## [WHAT YOU NEED TO DO]
Would you restate, exactly as they appear, the lines from the one containing "writer.write_all(payload).await?;" through the end of the data below?

Stored items
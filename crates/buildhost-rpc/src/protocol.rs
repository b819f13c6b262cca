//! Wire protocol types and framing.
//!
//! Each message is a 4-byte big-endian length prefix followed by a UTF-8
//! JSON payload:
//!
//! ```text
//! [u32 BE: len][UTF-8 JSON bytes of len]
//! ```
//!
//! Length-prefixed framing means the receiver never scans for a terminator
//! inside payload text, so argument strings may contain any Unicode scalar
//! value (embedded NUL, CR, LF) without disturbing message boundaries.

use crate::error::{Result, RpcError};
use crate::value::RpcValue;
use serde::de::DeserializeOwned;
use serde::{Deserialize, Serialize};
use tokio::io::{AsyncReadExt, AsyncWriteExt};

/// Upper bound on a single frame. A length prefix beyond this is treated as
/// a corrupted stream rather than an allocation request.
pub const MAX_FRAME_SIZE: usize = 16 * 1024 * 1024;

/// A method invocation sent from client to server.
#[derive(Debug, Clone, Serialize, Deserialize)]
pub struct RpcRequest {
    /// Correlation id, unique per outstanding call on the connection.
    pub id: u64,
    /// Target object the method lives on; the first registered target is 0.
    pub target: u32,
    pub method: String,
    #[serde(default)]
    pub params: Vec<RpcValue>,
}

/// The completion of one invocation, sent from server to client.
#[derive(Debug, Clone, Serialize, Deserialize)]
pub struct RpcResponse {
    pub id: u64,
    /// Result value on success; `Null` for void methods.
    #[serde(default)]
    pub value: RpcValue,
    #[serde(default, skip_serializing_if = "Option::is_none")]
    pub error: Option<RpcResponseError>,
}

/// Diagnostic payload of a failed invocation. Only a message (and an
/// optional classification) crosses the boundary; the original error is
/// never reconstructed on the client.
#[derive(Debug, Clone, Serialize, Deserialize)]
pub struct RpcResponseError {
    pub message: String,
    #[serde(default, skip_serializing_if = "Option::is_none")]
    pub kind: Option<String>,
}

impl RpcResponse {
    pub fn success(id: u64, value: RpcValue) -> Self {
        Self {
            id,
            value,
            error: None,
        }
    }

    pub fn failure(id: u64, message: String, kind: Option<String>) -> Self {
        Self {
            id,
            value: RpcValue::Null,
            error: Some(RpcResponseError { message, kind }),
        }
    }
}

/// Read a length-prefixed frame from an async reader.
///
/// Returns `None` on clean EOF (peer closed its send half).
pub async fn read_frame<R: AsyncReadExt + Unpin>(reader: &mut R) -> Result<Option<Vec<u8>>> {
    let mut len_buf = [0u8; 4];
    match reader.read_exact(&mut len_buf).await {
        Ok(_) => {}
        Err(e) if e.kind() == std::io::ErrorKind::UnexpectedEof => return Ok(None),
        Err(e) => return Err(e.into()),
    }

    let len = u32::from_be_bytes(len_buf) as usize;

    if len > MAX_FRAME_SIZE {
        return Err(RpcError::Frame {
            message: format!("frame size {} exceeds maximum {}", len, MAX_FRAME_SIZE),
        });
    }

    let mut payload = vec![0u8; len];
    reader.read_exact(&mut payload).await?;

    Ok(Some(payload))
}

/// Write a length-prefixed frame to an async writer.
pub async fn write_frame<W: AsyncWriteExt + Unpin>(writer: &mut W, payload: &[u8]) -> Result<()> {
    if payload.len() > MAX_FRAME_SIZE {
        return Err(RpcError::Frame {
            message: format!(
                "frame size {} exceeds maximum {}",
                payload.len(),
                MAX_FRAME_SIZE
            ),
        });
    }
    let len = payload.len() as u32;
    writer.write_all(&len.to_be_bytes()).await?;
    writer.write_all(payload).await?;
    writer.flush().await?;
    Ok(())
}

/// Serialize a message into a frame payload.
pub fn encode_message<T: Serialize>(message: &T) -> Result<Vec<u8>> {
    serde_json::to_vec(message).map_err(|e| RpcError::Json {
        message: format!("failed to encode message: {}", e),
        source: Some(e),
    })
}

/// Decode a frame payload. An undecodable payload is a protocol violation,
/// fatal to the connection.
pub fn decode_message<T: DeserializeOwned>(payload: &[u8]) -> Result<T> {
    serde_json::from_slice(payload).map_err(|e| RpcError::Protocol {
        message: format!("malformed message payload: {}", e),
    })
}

## [OUTPUT BELOW]
    writer.write_all(payload).await?;
    writer.flush().await?;
    Ok(())
}

/// Serialize a message into a frame payload.
pub fn encode_message<T: Serialize>(message: &T) -> Result<Vec<u8>> {
    serde_json::to_vec(message).map_err(|e| RpcError::Json {
        message: format!("failed to encode message: {}", e),
        source: Some(e),
    })
}

/// Decode a frame payload. An undecodable payload is a protocol violation,
/// fatal to the connection.
pub fn decode_message<T: DeserializeOwned>(payload: &[u8]) -> Result<T> {
    serde_json::from_slice(payload).map_err(|e| RpcError::Protocol {
        message: format!("malformed message payload: {}", e),
    })
}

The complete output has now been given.